Ермилка держал в руке сигнальную трубу и, косясь через плечо на «батюшку», взволнованно облизывал губы. Пугачев махнул ему белым платком, и, выставив ногу вперед, выпучив глаза, надув щеки, Ермилка затрубил сигнал. Враз забили барабаны, знамена встряхнулись и замерли в линию.
Через расступившуюся толпу попарно шагали пленные – рослые, с заплетенными косами, в треугольных шапках, гренадеры. Вел их Падуров. Выстроились в четыре ряда, впереди офицеры: Волжинский, Шванвич.
Пугачев окинул гренадер острым взглядом, поправил шапку, едва заметно ухмыльнулся, будто собираясь выкинуть какую-то любопытную штучку, затем прихмурил брови и зычно, но без злобы закричал:
– Так-то вы, сукины дети, несете военную службу, так-то регул исполняете? В дороге дрыхнете, как дохлые собаки, ружья не заряжены, едете без всякой остроги... Дисциплины не знаете, сукины дети! А еще гренадерами зоветесь... – Пугачев говорил выразительно, строго и потрясал кулаком, притопывал, а сам по-хитрому косился на казаков и башкирцев, на все свое воинство. – Да вас всех смерти предать надо!
Гренадеры, один по одному, опустились на колени. А весь народ повернул головы в сторону часовни, где темнели виселицы, затем снова все уставились на царя.
Стоявший на коленях Шванвич с любопытством присматривался к Пугачеву и, внутренно содрогаясь, дивился нежданным словам его.
Гренадеры сняли шапки, прижали их к груди и, кланяясь, хрипло выкрикивали:
– Винимся, ваше величество, винимся! А супротивничать мы не хотели по уговору, от того от самого и ружья бросили.

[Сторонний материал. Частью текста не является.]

//! JSON file I/O and atomic file operations

use serde::{Deserialize, Serialize};
use std::path::Path;

/// Write data atomically using temp file + rename
pub fn atomic_write(path: &Path, data: &[u8]) -> std::io::Result<()> {
    if let Some(parent) = path.parent() {
        std::fs::create_dir_all(parent)?;
    }

    let temp_path = path.with_extension("tmp");
    std::fs::write(&temp_path, data)?;
    std::fs::rename(temp_path, path)?;
    Ok(())
}

/// Serialize `value` as pretty JSON and write it atomically
pub fn write_json<T: Serialize>(path: &Path, value: &T) -> anyhow::Result<()> {
    let json = serde_json::to_string_pretty(value)?;
    atomic_write(path, json.as_bytes())?;
    Ok(())
}

/// Read a JSON file, falling back to `T::default()` when it does not exist
pub fn read_json<T>(path: &Path) -> anyhow::Result<T>
where
    T: for<'de> Deserialize<'de> + Default,
{
    if !path.exists() {
        return Ok(T::default());
    }

    let contents = std::fs::read_to_string(path)?;
    Ok(serde_json::from_str(&contents)?)
}

#[cfg(test)]
mod tests {
    use super::*;
    use serde::{Deserialize, Serialize};

    #[derive(Debug, Default, Serialize, Deserialize, PartialEq)]
    struct TestRecord {
        id: u32,
        name: String,
    }

    #[test]
    fn test_json_roundtrip() {
        let temp = tempfile::TempDir::new().unwrap();
        let path = temp.path().join("nested").join("record.json");

        let record = TestRecord {
            id: 7,
            name: "Alice".to_string(),
        };
        write_json(&path, &record).unwrap();

        let read_back: TestRecord = read_json(&path).unwrap();
        assert_eq!(read_back, record);
        assert!(!path.with_extension("tmp").exists());
    }

    #[test]
    fn test_read_missing_uses_default() {
        let temp = tempfile::TempDir::new().unwrap();
        let record: TestRecord = read_json(&temp.path().join("missing.json")).unwrap();
        assert_eq!(record, TestRecord::default());
    }

    #[test]
    fn test_read_malformed_is_error() {
        let temp = tempfile::TempDir::new().unwrap();
        let path = temp.path().join("bad.json");
        std::fs::write(&path, "{not json").unwrap();
        assert!(read_json::<TestRecord>(&path).is_err());
    }

    #[test]
    fn test_atomic_write() {
        let temp = tempfile::TempDir::new().unwrap();
        let test_file = temp.path().join("test_atomic.txt");

        let data = b"Hello, world!";
        atomic_write(&test_file, data).unwrap();

        let read_data = std::fs::read(&test_file).unwrap();
        assert_eq!(data, read_data.as_slice());
    }
}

Пугачев предвидел такой ответ, он сразу сложил гнев на милость и, подняв руку, проговорил:
– Встаньте, детушки, Бог и я, государь, прощаем вас! Офицерики, двое, приблизьтесь ко мне.
Шванвич и Волжинский взошли по ступеням крыльца наверх, к золоченому креслу, и, ударив каблук в каблук, замерли перед Пугачевым.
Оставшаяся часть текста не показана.